[Listed records — start]

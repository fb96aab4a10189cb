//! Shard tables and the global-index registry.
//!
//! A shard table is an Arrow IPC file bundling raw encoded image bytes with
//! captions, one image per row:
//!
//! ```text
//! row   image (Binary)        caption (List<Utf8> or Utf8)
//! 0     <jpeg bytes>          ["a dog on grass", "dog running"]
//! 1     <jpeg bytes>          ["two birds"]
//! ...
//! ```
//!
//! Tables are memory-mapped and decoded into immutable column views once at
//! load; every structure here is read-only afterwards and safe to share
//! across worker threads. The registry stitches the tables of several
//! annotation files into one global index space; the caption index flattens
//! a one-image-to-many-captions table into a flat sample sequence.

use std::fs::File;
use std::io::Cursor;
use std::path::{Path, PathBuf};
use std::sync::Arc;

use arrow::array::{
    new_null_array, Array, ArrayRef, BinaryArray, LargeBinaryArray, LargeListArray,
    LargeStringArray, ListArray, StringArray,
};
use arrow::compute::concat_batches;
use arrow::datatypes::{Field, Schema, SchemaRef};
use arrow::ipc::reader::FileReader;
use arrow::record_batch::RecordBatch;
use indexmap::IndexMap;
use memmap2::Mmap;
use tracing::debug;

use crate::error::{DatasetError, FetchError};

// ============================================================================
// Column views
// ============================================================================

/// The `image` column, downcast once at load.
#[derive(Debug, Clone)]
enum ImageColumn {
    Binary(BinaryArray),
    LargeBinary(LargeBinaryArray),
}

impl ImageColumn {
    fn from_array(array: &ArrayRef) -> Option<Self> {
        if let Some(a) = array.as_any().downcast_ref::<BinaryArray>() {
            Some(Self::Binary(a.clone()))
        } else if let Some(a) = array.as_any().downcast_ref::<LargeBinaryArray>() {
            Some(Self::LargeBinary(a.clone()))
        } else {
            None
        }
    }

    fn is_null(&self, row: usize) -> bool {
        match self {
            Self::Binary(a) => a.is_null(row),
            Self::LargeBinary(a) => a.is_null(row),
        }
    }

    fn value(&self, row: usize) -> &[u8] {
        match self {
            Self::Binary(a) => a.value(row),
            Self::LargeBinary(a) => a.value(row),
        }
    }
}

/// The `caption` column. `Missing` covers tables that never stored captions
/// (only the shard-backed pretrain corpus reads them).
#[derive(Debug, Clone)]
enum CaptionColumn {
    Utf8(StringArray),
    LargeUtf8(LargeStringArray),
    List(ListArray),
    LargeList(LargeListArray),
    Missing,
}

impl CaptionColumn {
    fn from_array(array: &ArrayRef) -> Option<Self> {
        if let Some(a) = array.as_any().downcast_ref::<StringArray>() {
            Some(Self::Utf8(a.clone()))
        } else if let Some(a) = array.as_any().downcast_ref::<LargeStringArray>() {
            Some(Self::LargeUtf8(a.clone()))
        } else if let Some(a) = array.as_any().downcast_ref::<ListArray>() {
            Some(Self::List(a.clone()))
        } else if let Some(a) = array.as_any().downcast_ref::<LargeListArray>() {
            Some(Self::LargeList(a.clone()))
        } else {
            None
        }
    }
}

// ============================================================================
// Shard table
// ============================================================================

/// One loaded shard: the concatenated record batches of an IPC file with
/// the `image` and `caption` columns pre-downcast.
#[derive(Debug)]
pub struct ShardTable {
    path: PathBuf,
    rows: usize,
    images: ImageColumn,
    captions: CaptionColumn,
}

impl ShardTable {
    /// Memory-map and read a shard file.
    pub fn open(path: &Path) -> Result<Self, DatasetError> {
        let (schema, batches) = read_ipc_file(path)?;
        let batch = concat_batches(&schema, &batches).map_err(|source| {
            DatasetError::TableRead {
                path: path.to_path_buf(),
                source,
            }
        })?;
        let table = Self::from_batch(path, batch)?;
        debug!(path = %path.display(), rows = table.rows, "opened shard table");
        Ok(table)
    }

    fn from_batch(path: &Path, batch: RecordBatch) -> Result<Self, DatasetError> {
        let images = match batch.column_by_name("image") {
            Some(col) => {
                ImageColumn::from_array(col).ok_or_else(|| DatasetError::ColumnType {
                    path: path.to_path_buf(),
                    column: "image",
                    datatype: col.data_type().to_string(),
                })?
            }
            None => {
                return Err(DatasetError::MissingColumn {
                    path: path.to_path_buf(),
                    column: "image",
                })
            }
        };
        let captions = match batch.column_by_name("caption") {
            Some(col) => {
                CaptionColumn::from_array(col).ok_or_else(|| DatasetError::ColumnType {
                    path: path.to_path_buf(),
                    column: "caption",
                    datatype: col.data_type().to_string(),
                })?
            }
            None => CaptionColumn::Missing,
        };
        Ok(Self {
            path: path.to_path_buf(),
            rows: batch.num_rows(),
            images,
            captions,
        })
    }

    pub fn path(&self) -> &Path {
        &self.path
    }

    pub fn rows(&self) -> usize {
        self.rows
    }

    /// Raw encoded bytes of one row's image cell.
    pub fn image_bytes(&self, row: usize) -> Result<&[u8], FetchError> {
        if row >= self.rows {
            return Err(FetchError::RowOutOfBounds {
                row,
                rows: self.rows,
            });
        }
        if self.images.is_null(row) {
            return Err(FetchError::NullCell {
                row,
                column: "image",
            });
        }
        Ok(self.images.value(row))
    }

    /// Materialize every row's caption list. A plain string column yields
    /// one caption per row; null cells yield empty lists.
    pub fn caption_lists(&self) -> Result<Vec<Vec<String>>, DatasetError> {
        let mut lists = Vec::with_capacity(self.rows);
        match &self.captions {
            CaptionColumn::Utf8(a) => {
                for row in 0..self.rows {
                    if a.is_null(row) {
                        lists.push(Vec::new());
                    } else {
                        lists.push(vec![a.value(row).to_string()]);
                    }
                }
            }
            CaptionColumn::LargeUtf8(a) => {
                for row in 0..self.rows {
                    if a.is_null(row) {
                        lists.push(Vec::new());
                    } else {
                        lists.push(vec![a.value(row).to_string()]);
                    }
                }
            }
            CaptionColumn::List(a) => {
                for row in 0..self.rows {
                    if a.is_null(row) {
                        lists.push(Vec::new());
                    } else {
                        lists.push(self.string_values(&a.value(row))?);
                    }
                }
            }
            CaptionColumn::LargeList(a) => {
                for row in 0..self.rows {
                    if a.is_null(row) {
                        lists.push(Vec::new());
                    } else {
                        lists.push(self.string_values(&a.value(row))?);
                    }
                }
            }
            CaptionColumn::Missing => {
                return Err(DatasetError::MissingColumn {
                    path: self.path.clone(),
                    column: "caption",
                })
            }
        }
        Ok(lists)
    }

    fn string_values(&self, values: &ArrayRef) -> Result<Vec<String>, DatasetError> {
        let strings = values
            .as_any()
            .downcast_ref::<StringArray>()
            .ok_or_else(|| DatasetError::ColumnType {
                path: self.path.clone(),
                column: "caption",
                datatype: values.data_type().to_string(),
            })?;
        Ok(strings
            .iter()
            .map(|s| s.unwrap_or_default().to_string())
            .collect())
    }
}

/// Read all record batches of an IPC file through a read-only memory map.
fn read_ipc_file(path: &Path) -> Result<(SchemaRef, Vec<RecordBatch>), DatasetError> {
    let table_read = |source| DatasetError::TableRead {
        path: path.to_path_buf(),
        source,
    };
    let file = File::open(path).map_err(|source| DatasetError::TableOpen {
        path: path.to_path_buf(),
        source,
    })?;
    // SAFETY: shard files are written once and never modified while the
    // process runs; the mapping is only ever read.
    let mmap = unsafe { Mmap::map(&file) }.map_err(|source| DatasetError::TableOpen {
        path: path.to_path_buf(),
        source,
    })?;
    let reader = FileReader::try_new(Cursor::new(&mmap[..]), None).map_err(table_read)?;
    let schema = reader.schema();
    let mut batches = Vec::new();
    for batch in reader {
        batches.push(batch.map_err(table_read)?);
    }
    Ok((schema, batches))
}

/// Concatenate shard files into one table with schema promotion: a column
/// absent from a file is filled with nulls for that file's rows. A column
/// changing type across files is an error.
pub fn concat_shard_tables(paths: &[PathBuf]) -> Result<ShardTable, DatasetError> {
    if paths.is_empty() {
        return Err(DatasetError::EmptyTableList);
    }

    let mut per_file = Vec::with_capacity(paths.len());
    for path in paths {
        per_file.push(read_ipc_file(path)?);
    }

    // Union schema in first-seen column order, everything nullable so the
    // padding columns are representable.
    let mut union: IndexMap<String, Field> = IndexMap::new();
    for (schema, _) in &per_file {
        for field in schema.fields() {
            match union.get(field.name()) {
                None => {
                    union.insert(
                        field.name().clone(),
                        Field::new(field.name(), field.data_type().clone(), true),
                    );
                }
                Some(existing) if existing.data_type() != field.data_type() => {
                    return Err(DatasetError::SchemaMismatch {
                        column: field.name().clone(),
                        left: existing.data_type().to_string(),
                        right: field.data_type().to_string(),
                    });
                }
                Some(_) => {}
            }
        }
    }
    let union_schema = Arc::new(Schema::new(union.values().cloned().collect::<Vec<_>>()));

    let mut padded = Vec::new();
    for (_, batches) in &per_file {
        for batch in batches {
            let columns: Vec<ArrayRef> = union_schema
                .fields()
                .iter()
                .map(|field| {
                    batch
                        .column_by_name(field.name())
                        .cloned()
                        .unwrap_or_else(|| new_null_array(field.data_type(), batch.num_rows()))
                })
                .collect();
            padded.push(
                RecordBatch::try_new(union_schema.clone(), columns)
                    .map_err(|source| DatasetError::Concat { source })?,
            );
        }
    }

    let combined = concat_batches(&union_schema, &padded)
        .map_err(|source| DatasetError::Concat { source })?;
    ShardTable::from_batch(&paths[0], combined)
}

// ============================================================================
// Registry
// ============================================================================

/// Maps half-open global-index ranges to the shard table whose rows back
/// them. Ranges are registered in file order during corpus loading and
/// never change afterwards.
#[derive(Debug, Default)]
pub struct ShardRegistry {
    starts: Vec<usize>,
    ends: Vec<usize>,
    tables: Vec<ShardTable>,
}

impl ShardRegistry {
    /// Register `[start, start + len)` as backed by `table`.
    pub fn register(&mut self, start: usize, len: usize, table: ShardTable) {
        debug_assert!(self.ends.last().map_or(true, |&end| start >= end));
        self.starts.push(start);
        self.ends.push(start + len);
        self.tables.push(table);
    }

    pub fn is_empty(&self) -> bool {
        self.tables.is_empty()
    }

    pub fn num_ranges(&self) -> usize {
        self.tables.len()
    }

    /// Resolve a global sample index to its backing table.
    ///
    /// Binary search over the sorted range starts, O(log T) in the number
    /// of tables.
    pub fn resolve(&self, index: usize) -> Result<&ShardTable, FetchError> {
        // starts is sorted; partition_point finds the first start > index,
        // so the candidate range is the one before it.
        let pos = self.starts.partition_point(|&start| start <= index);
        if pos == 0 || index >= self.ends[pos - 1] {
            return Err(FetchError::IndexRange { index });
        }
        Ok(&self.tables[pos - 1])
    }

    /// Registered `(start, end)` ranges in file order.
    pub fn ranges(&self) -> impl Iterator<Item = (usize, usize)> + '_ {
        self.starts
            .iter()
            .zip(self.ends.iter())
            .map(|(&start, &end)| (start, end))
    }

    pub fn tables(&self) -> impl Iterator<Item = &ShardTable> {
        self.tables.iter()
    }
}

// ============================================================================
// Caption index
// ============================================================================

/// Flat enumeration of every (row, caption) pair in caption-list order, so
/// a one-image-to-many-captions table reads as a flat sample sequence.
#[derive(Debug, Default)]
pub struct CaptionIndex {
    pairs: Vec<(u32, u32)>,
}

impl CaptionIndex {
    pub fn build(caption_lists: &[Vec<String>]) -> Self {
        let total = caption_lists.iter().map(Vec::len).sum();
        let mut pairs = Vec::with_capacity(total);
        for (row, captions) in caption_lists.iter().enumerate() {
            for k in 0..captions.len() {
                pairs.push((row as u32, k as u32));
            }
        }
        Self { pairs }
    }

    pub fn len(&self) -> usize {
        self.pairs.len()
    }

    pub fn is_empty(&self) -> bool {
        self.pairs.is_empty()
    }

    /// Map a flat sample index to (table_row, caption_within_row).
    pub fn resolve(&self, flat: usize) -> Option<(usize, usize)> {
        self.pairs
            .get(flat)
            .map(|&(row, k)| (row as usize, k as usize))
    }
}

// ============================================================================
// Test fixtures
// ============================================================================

[Listed records — finish]
[Listed records — start]

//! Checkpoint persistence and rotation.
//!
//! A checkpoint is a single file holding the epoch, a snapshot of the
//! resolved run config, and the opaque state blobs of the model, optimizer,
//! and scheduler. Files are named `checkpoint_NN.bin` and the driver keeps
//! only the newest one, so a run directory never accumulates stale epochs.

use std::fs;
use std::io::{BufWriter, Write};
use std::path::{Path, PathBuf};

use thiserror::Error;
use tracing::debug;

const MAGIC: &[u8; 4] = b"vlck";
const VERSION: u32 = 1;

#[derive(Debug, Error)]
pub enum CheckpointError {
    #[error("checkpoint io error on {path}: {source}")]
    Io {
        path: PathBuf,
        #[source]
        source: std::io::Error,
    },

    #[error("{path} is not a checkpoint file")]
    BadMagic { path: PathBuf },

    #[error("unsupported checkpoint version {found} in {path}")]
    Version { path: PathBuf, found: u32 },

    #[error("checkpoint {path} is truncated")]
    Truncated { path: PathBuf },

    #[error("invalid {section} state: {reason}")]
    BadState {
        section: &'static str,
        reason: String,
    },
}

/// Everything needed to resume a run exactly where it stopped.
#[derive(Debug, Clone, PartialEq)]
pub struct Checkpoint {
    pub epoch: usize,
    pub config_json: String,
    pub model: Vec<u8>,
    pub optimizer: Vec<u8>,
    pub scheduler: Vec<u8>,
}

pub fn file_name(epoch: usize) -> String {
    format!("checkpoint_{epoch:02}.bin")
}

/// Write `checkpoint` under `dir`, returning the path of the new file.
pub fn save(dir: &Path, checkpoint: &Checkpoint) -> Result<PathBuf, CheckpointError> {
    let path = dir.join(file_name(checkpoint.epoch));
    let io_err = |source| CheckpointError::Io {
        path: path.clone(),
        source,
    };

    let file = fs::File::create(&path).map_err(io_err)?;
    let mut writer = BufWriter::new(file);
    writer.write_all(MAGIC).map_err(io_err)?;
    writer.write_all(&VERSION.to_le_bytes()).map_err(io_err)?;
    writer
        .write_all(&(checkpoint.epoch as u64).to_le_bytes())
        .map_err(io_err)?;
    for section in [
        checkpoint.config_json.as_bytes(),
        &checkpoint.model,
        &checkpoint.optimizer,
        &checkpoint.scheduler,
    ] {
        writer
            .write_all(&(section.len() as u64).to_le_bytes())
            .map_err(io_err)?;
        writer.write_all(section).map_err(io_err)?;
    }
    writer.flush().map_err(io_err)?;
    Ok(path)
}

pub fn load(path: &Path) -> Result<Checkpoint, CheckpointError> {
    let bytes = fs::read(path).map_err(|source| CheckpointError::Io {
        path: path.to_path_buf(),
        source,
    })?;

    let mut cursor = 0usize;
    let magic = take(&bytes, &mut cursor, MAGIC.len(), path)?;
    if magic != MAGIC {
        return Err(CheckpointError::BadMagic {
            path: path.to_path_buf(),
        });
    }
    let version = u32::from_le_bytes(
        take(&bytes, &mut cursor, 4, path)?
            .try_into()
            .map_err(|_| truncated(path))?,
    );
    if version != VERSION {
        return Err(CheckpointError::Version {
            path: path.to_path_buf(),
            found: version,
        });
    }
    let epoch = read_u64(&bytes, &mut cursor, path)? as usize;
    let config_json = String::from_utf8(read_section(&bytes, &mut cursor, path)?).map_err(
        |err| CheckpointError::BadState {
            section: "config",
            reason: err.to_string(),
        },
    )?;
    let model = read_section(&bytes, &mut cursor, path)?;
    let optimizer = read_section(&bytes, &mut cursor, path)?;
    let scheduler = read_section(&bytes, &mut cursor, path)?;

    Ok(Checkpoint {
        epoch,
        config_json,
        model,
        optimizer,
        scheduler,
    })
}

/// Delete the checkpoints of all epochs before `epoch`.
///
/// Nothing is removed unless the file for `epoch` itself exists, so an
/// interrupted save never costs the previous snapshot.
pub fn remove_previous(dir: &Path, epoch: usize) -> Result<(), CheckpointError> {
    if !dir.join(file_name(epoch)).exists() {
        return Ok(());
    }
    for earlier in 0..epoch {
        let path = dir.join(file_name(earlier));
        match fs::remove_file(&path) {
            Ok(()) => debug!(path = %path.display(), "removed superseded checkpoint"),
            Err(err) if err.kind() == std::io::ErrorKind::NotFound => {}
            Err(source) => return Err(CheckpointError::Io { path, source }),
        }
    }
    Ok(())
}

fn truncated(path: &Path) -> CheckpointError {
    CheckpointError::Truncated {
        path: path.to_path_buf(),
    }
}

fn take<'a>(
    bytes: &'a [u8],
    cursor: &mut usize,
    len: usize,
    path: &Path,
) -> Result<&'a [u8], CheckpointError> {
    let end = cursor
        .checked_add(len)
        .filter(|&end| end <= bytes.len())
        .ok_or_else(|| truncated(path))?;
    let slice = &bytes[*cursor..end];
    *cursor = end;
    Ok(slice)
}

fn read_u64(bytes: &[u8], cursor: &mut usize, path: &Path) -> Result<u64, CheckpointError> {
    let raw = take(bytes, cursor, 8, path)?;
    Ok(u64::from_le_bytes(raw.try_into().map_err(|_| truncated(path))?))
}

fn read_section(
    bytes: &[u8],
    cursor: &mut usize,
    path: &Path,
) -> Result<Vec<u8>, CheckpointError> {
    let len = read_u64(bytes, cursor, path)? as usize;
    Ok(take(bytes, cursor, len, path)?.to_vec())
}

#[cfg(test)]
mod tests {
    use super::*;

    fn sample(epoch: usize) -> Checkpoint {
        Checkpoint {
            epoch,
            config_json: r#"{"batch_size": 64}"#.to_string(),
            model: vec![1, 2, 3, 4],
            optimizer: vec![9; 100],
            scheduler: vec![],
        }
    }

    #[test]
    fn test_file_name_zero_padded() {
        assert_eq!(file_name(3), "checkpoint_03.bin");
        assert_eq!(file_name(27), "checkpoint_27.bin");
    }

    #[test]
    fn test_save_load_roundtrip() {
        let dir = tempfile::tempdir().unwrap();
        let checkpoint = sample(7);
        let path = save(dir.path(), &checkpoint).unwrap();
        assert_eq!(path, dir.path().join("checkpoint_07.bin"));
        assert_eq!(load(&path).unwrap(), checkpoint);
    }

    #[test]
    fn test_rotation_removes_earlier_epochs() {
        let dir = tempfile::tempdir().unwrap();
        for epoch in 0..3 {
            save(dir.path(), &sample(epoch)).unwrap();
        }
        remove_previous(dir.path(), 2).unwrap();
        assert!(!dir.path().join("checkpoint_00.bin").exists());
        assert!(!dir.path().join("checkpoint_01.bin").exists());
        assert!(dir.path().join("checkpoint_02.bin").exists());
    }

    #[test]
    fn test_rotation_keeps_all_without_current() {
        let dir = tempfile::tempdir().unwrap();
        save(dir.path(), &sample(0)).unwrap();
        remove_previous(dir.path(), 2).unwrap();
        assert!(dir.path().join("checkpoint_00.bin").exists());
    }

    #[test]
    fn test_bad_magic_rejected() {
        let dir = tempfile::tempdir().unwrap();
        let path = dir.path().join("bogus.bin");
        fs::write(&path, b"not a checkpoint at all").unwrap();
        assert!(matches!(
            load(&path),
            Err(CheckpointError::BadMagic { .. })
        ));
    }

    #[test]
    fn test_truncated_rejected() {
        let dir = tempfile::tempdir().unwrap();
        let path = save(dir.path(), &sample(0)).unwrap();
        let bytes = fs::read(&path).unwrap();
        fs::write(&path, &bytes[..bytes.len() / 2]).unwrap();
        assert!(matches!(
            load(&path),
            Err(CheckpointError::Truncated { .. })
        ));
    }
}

[Listed records — finish]

▸ **Task to complete**
Once you reach the line with "repository fb96aab4a10189cb" in the data above, copy it and every line after it exactly, up to and including the line with "caption index flattens".

▸ **Worked solution**
repository fb96aab4a10189cb
//! Shard tables and the global-index registry.
//!
//! A shard table is an Arrow IPC file bundling raw encoded image bytes with
//! captions, one image per row:
//!
//! ```text
//! row   image (Binary)        caption (List<Utf8> or Utf8)
//! 0     <jpeg bytes>          ["a dog on grass", "dog running"]
//! 1     <jpeg bytes>          ["two birds"]
//! ...
//! ```
//!
//! Tables are memory-mapped and decoded into immutable column views once at
//! load; every structure here is read-only afterwards and safe to share
//! across worker threads. The registry stitches the tables of several
//! annotation files into one global index space; the caption index flattens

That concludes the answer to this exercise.